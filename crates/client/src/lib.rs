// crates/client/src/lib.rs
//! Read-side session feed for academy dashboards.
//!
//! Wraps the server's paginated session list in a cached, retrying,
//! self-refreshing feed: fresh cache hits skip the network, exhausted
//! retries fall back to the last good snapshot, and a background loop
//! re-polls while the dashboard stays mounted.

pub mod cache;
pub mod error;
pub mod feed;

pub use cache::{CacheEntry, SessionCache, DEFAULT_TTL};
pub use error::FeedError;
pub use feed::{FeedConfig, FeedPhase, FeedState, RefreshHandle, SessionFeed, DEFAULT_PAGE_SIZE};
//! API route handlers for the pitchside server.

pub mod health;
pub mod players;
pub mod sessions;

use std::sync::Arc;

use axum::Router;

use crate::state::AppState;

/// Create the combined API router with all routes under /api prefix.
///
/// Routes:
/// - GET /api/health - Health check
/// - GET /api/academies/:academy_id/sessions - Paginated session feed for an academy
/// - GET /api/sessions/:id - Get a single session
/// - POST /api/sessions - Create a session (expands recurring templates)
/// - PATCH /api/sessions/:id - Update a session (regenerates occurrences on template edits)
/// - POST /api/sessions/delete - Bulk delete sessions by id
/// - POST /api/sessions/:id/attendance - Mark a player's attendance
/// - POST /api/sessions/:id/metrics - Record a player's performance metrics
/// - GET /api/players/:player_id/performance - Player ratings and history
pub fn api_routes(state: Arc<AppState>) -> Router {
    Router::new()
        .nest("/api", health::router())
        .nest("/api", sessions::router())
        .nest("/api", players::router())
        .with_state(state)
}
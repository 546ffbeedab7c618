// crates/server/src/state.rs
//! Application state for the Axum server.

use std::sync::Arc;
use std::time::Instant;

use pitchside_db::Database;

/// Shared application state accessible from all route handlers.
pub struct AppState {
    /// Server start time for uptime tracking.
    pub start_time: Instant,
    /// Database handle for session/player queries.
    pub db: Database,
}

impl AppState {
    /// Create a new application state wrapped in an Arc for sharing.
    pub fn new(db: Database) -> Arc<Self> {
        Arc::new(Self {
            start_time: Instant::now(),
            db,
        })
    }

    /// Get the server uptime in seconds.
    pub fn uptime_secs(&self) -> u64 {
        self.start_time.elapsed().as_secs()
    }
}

--

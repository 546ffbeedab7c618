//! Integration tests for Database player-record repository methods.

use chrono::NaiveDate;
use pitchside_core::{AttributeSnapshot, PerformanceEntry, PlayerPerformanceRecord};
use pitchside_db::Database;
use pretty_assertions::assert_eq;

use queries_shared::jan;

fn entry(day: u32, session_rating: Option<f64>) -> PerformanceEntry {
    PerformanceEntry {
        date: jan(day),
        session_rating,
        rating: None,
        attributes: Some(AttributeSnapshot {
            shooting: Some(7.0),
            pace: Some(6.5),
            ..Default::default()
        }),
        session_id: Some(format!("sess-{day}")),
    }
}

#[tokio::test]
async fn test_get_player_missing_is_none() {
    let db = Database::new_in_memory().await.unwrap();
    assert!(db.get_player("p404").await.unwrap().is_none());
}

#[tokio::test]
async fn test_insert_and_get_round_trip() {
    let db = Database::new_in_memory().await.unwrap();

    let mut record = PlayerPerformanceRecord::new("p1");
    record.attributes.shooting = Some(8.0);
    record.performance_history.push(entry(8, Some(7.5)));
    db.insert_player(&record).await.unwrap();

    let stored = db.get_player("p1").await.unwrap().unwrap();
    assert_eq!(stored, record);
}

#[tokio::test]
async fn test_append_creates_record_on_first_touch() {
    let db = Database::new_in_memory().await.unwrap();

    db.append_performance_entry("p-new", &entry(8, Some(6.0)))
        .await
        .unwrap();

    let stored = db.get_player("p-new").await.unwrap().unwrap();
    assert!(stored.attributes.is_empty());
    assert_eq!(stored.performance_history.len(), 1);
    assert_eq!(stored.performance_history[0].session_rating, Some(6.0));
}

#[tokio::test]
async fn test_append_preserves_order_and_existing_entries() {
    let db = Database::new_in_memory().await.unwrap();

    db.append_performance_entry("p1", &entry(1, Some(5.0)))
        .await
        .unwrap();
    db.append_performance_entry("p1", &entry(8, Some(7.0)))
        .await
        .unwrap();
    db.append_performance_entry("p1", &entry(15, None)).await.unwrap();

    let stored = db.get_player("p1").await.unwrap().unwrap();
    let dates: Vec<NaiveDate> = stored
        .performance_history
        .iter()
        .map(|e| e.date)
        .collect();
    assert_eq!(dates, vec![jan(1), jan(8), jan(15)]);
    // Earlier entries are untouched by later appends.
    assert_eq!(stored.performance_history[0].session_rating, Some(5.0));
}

**DESCRIPTION OF THE TASK:** Within the material above, transcribe exactly the lines that run from the line holding "filename crates/client/src/lib.rs" through the line holding "the network, exhausted".

**WORKED SOLUTION:**
filename crates/client/src/lib.rs
// crates/client/src/lib.rs
//! Read-side session feed for academy dashboards.
//!
//! Wraps the server's paginated session list in a cached, retrying,
//! self-refreshing feed: fresh cache hits skip the network, exhausted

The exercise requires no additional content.